Collected data entries:
=====

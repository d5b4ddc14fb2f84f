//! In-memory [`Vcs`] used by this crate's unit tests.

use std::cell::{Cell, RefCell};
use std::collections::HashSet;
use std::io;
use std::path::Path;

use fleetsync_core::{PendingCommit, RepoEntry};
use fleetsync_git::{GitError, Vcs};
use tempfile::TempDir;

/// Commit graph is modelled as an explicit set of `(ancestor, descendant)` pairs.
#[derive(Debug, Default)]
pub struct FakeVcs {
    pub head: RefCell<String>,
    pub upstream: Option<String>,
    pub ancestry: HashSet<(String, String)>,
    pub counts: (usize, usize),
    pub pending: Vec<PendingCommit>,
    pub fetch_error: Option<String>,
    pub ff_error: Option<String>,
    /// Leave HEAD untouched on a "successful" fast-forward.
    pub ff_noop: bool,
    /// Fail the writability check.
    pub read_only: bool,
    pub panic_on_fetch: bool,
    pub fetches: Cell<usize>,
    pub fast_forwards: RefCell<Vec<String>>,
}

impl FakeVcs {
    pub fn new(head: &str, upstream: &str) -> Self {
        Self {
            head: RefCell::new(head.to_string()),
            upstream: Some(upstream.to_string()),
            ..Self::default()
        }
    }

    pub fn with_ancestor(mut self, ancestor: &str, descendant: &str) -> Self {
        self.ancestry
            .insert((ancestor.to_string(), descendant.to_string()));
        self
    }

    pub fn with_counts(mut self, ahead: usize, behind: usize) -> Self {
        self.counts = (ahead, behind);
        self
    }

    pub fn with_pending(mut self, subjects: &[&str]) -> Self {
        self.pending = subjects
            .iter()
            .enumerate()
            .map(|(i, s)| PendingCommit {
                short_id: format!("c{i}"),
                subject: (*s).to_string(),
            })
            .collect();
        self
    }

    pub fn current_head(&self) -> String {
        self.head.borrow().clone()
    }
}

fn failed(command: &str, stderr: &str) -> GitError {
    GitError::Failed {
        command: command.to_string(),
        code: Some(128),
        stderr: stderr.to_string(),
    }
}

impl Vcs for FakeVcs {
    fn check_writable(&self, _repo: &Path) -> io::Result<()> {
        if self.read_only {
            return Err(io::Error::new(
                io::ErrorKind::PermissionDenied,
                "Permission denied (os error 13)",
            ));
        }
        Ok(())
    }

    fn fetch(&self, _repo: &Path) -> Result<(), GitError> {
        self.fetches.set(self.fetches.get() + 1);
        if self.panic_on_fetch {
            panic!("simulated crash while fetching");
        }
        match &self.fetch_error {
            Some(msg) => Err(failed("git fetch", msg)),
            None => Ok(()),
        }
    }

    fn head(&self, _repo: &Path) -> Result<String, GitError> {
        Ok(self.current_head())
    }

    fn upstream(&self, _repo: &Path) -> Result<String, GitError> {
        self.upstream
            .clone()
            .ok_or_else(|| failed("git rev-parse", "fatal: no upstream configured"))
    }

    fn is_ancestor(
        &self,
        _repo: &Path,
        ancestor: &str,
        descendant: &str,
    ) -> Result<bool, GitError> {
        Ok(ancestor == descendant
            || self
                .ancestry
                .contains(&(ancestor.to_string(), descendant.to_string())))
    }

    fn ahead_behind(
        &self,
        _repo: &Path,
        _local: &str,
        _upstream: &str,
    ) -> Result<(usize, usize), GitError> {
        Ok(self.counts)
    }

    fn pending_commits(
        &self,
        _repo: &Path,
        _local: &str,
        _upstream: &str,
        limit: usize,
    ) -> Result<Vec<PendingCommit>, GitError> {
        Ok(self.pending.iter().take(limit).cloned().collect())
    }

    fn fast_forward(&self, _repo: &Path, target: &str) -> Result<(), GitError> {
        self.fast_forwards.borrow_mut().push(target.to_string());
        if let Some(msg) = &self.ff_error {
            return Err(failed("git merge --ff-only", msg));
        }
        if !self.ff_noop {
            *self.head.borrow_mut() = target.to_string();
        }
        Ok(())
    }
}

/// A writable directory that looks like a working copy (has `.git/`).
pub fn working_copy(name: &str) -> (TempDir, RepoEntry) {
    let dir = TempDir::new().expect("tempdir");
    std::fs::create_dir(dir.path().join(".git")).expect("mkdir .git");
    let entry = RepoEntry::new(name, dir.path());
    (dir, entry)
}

=====

Your answer must hold the line containing "if let Some(msg)" and all lines after it in the entries above, exactly, and nothing else.

        if let Some(msg) = &self.ff_error {
            return Err(failed("git merge --ff-only", msg));
        }
        if !self.ff_noop {
            *self.head.borrow_mut() = target.to_string();
        }
        Ok(())
    }
}

/// A writable directory that looks like a working copy (has `.git/`).
pub fn working_copy(name: &str) -> (TempDir, RepoEntry) {
    let dir = TempDir::new().expect("tempdir");
    std::fs::create_dir(dir.path().join(".git")).expect("mkdir .git");
    let entry = RepoEntry::new(name, dir.path());
    (dir, entry)
}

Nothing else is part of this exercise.